## [Activity]
Each entry here needs to be given again exactly.

Stored entries
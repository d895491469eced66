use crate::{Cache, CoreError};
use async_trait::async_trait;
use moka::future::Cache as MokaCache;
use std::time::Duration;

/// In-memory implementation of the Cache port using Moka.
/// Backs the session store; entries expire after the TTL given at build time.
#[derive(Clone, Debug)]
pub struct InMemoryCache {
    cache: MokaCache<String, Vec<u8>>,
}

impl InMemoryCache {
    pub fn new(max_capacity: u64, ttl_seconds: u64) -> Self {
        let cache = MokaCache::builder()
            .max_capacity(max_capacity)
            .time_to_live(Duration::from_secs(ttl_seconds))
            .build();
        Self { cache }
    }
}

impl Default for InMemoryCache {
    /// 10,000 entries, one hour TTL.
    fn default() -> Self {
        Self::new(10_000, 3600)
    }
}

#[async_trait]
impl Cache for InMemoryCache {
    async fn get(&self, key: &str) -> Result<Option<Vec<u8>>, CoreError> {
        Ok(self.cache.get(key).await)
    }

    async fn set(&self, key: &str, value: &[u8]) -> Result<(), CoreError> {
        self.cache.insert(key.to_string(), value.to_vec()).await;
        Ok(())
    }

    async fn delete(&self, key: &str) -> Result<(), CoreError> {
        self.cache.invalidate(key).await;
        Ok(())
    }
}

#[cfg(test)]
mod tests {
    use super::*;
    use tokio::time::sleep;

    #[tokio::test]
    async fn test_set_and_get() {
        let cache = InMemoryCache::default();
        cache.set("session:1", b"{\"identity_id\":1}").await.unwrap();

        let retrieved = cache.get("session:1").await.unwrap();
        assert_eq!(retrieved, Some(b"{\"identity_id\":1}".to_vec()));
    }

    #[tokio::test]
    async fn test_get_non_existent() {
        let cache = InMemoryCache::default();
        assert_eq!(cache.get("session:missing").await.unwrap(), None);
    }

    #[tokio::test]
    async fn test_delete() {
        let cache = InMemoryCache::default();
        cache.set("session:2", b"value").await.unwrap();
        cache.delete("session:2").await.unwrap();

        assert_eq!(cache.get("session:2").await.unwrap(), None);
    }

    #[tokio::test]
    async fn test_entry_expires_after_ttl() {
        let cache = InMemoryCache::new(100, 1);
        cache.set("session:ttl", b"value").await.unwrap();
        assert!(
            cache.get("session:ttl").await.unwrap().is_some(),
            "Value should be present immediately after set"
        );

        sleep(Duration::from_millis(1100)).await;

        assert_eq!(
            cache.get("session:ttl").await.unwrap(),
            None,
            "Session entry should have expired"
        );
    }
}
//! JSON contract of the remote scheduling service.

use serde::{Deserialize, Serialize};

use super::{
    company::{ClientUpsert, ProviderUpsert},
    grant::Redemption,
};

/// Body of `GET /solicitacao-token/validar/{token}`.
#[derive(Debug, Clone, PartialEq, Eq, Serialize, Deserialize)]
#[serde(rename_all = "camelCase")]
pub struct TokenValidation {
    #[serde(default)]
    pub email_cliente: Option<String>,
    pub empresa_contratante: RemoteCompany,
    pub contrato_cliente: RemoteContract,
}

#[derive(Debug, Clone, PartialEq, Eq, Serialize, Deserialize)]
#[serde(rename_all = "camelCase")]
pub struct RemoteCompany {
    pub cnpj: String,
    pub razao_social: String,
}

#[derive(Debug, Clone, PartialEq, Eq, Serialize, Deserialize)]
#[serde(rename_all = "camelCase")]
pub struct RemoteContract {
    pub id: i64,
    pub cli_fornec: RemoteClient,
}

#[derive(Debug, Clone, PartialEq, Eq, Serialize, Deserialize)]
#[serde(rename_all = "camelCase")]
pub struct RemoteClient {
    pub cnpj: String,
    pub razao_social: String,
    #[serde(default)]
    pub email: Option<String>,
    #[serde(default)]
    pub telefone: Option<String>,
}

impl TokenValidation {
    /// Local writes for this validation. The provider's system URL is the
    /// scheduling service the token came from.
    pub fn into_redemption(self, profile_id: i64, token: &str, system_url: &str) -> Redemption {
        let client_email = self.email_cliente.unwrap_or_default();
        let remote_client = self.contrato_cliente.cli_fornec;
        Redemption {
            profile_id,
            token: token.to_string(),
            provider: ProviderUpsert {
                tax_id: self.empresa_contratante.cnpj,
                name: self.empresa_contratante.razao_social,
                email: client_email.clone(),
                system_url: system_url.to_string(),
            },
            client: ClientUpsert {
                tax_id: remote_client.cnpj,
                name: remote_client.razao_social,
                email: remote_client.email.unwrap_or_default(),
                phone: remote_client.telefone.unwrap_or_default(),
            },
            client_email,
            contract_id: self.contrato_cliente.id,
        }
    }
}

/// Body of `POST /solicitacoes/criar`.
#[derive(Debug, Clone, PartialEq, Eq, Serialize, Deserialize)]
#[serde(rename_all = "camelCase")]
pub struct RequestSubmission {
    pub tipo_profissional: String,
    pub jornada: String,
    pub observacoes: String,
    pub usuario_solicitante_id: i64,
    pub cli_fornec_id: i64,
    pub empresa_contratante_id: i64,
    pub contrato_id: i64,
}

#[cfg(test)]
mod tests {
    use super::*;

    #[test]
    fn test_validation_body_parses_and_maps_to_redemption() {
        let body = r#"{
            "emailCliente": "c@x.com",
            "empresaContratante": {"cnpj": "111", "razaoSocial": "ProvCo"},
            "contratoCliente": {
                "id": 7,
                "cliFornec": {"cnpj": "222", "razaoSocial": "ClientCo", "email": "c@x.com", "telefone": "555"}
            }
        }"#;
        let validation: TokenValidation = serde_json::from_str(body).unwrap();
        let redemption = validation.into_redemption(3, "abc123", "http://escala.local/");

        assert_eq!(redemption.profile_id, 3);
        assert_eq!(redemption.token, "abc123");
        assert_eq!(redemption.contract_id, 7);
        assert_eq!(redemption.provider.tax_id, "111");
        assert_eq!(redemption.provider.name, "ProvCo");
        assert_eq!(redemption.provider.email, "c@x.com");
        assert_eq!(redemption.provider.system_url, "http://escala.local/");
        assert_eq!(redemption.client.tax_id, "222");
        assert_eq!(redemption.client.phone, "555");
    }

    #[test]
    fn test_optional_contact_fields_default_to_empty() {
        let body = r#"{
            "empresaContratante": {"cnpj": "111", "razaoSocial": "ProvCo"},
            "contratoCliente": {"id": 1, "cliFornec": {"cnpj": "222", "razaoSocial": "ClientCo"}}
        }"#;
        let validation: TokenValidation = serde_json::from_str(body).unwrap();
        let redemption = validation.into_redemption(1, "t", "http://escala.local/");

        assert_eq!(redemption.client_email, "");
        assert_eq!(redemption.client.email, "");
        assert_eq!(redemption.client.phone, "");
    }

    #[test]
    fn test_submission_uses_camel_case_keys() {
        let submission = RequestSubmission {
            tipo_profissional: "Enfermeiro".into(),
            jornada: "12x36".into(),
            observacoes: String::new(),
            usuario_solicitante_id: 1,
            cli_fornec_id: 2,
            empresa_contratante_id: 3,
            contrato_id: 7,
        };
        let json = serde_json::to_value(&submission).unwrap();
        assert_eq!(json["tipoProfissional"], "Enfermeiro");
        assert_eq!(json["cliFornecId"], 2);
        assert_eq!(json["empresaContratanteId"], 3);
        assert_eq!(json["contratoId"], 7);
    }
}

## [Exercise response]
repository d895491469eced66
use crate::{Cache, CoreError};
use async_trait::async_trait;
use moka::future::Cache as MokaCache;
use std::time::Duration;

/// In-memory implementation of the Cache port using Moka.
/// Backs the session store; entries expire after the TTL given at build time.
#[derive(Clone, Debug)]
pub struct InMemoryCache {
    cache: MokaCache<String, Vec<u8>>,
}

impl InMemoryCache {
    pub fn new(max_capacity: u64, ttl_seconds: u64) -> Self {
        let cache = MokaCache::builder()
            .max_capacity(max_capacity)
            .time_to_live(Duration::from_secs(ttl_seconds))
            .build();
        Self { cache }
    }
}

impl Default for InMemoryCache {
    /// 10,000 entries, one hour TTL.
    fn default() -> Self {
        Self::new(10_000, 3600)
    }
}

#[async_trait]
impl Cache for InMemoryCache {
    async fn get(&self, key: &str) -> Result<Option<Vec<u8>>, CoreError> {
        Ok(self.cache.get(key).await)
    }

    async fn set(&self, key: &str, value: &[u8]) -> Result<(), CoreError> {
        self.cache.insert(key.to_string(), value.to_vec()).await;
        Ok(())
    }

    async fn delete(&self, key: &str) -> Result<(), CoreError> {
        self.cache.invalidate(key).await;
        Ok(())
    }
}

#[cfg(test)]
mod tests {
    use super::*;
    use tokio::time::sleep;

    #[tokio::test]
    async fn test_set_and_get() {
        let cache = InMemoryCache::default();
        cache.set("session:1", b"{\"identity_id\":1}").await.unwrap();

        let retrieved = cache.get("session:1").await.unwrap();
        assert_eq!(retrieved, Some(b"{\"identity_id\":1}".to_vec()));
    }

    #[tokio::test]
    async fn test_get_non_existent() {
        let cache = InMemoryCache::default();
        assert_eq!(cache.get("session:missing").await.unwrap(), None);
    }

    #[tokio::test]
    async fn test_delete() {
        let cache = InMemoryCache::default();
        cache.set("session:2", b"value").await.unwrap();
        cache.delete("session:2").await.unwrap();

        assert_eq!(cache.get("session:2").await.unwrap(), None);
    }

    #[tokio::test]
    async fn test_entry_expires_after_ttl() {
        let cache = InMemoryCache::new(100, 1);
        cache.set("session:ttl", b"value").await.unwrap();
        assert!(
            cache.get("session:ttl").await.unwrap().is_some(),
            "Value should be present immediately after set"
        );

        sleep(Duration::from_millis(1100)).await;

        assert_eq!(
            cache.get("session:ttl").await.unwrap(),
            None,
            "Session entry should have expired"
        );
    }
}
//! JSON contract of the remote scheduling service.

use serde::{Deserialize, Serialize};

use super::{
    company::{ClientUpsert, ProviderUpsert},
    grant::Redemption,
};

/// Body of `GET /solicitacao-token/validar/{token}`.
#[derive(Debug, Clone, PartialEq, Eq, Serialize, Deserialize)]
#[serde(rename_all = "camelCase")]
pub struct TokenValidation {
    #[serde(default)]
    pub email_cliente: Option<String>,
    pub empresa_contratante: RemoteCompany,
    pub contrato_cliente: RemoteContract,
}

#[derive(Debug, Clone, PartialEq, Eq, Serialize, Deserialize)]
#[serde(rename_all = "camelCase")]
pub struct RemoteCompany {
    pub cnpj: String,
    pub razao_social: String,
}

#[derive(Debug, Clone, PartialEq, Eq, Serialize, Deserialize)]
#[serde(rename_all = "camelCase")]
pub struct RemoteContract {
    pub id: i64,
    pub cli_fornec: RemoteClient,
}

#[derive(Debug, Clone, PartialEq, Eq, Serialize, Deserialize)]
#[serde(rename_all = "camelCase")]
pub struct RemoteClient {
    pub cnpj: String,
    pub razao_social: String,
    #[serde(default)]
    pub email: Option<String>,
    #[serde(default)]
    pub telefone: Option<String>,
}

impl TokenValidation {
    /// Local writes for this validation. The provider's system URL is the
    /// scheduling service the token came from.
    pub fn into_redemption(self, profile_id: i64, token: &str, system_url: &str) -> Redemption {
        let client_email = self.email_cliente.unwrap_or_default();
        let remote_client = self.contrato_cliente.cli_fornec;
        Redemption {
            profile_id,
            token: token.to_string(),
            provider: ProviderUpsert {
                tax_id: self.empresa_contratante.cnpj,
                name: self.empresa_contratante.razao_social,
                email: client_email.clone(),
                system_url: system_url.to_string(),
            },
            client: ClientUpsert {
                tax_id: remote_client.cnpj,
                name: remote_client.razao_social,
                email: remote_client.email.unwrap_or_default(),
                phone: remote_client.telefone.unwrap_or_default(),
            },
            client_email,
            contract_id: self.contrato_cliente.id,
        }
    }
}

/// Body of `POST /solicitacoes/criar`.
#[derive(Debug, Clone, PartialEq, Eq, Serialize, Deserialize)]
#[serde(rename_all = "camelCase")]
pub struct RequestSubmission {
    pub tipo_profissional: String,
    pub jornada: String,
    pub observacoes: String,
    pub usuario_solicitante_id: i64,
    pub cli_fornec_id: i64,
    pub empresa_contratante_id: i64,
    pub contrato_id: i64,
}

#[cfg(test)]
mod tests {
    use super::*;

    #[test]
    fn test_validation_body_parses_and_maps_to_redemption() {
        let body = r#"{
            "emailCliente": "c@x.com",
            "empresaContratante": {"cnpj": "111", "razaoSocial": "ProvCo"},
            "contratoCliente": {
                "id": 7,
                "cliFornec": {"cnpj": "222", "razaoSocial": "ClientCo", "email": "c@x.com", "telefone": "555"}
            }
        }"#;
        let validation: TokenValidation = serde_json::from_str(body).unwrap();
        let redemption = validation.into_redemption(3, "abc123", "http://escala.local/");

        assert_eq!(redemption.profile_id, 3);
        assert_eq!(redemption.token, "abc123");
        assert_eq!(redemption.contract_id, 7);
        assert_eq!(redemption.provider.tax_id, "111");
        assert_eq!(redemption.provider.name, "ProvCo");
        assert_eq!(redemption.provider.email, "c@x.com");
        assert_eq!(redemption.provider.system_url, "http://escala.local/");
        assert_eq!(redemption.client.tax_id, "222");
        assert_eq!(redemption.client.phone, "555");
    }

    #[test]
    fn test_optional_contact_fields_default_to_empty() {
        let body = r#"{
            "empresaContratante": {"cnpj": "111", "razaoSocial": "ProvCo"},
            "contratoCliente": {"id": 1, "cliFornec": {"cnpj": "222", "razaoSocial": "ClientCo"}}
        }"#;
        let validation: TokenValidation = serde_json::from_str(body).unwrap();
        let redemption = validation.into_redemption(1, "t", "http://escala.local/");

        assert_eq!(redemption.client_email, "");
        assert_eq!(redemption.client.email, "");
        assert_eq!(redemption.client.phone, "");
    }

    #[test]
    fn test_submission_uses_camel_case_keys() {
        let submission = RequestSubmission {
            tipo_profissional: "Enfermeiro".into(),
            jornada: "12x36".into(),
            observacoes: String::new(),
            usuario_solicitante_id: 1,
            cli_fornec_id: 2,
            empresa_contratante_id: 3,
            contrato_id: 7,
        };
        let json = serde_json::to_value(&submission).unwrap();
        assert_eq!(json["tipoProfissional"], "Enfermeiro");
        assert_eq!(json["cliFornecId"], 2);
        assert_eq!(json["empresaContratanteId"], 3);
        assert_eq!(json["contratoId"], 7);
    }
}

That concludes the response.